Task description -> In the records below, pick out all lines containing the word "channel".

(Entries shown Opens)

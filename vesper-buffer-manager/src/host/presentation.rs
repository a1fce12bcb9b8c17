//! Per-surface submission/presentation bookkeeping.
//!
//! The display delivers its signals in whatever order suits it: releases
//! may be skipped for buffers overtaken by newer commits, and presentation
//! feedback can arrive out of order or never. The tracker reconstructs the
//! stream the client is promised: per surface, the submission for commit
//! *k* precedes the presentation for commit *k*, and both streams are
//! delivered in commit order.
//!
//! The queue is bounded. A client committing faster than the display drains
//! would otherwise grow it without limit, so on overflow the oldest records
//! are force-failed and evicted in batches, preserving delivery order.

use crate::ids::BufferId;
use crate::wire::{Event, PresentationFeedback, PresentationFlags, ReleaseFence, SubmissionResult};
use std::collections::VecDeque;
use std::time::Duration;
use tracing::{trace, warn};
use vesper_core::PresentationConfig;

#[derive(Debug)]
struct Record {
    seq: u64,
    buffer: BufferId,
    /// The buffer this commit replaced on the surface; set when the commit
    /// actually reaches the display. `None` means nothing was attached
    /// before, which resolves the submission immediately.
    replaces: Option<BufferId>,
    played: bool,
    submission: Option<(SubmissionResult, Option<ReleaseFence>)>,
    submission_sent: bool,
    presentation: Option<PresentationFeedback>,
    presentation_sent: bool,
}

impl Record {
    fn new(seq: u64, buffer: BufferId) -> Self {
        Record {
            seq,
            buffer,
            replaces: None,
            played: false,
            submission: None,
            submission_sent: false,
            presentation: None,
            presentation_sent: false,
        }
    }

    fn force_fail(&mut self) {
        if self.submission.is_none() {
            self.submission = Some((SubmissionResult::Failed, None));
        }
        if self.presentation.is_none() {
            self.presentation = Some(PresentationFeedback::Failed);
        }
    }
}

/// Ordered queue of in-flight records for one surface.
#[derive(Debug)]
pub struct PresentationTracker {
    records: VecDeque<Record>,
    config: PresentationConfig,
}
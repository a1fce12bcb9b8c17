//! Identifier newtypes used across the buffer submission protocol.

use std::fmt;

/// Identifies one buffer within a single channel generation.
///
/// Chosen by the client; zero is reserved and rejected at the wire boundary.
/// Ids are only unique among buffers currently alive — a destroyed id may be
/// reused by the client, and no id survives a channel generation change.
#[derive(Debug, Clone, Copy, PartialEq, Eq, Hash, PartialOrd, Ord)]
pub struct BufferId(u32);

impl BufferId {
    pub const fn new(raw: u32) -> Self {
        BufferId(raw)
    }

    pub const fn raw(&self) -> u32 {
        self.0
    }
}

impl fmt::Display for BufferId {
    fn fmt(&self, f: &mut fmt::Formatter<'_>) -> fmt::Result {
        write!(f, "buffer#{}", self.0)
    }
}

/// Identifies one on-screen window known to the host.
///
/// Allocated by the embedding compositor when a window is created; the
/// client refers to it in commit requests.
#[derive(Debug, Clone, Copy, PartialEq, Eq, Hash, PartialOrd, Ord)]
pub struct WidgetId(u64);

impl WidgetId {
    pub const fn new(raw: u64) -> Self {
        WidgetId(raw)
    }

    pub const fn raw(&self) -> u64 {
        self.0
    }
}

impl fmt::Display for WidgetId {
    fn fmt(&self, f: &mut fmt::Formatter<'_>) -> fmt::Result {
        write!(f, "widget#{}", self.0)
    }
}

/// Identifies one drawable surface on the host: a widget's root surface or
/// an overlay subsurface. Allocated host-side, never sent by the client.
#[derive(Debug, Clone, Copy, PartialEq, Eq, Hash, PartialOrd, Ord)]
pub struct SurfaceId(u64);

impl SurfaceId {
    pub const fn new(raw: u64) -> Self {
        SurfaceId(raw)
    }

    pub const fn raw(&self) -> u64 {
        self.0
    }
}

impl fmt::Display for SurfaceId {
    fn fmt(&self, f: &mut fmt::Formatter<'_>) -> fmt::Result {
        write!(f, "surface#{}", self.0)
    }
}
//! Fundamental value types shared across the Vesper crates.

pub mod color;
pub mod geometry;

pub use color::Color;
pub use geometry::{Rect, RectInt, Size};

(Entries shown Closes)
(Entries shown Opens)

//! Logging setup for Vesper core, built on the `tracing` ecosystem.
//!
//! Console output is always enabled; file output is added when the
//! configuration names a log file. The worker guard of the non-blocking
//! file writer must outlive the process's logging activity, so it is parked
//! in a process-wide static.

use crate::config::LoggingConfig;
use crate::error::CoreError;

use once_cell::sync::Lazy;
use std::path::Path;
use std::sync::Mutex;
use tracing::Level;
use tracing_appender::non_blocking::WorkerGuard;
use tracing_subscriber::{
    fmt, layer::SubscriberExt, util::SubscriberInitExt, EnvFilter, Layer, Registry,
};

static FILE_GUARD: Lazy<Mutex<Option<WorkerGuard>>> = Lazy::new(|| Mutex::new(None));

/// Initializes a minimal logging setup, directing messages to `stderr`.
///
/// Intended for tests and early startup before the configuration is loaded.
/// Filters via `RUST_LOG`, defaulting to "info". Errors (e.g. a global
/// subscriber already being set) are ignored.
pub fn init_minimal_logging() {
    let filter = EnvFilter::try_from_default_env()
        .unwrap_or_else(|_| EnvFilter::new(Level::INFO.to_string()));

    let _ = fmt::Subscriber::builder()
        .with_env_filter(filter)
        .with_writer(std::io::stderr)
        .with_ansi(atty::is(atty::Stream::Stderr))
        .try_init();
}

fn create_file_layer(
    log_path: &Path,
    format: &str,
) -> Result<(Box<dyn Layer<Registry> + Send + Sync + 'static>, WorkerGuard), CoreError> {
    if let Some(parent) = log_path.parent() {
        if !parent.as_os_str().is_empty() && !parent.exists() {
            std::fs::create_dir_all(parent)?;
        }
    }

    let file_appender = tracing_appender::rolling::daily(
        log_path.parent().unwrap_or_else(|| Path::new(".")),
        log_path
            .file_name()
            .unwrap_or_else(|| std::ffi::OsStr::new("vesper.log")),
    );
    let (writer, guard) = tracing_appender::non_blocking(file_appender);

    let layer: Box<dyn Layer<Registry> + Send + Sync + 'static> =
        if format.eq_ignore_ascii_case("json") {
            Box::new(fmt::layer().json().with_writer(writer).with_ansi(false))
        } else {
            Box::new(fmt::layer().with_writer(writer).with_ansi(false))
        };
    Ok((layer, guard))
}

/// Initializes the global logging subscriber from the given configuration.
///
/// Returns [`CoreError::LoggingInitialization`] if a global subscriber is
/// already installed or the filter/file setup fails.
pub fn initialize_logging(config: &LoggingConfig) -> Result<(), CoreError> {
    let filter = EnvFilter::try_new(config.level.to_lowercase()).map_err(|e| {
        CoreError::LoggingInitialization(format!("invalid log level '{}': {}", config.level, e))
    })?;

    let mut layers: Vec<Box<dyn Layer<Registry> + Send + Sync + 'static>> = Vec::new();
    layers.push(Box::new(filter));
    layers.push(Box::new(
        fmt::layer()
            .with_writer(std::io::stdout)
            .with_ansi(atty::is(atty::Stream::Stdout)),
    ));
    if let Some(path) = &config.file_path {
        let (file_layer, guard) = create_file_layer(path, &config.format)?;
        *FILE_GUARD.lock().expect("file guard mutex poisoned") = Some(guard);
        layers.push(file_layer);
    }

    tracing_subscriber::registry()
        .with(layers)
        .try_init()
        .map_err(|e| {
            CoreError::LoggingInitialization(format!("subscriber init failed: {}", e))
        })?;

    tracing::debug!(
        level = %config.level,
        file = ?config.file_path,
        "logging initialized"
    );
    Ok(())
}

(Entries shown Closes)

Expected answer ->
/// Identifies one buffer within a single channel generation.
/// reused by the client, and no id survives a channel generation change.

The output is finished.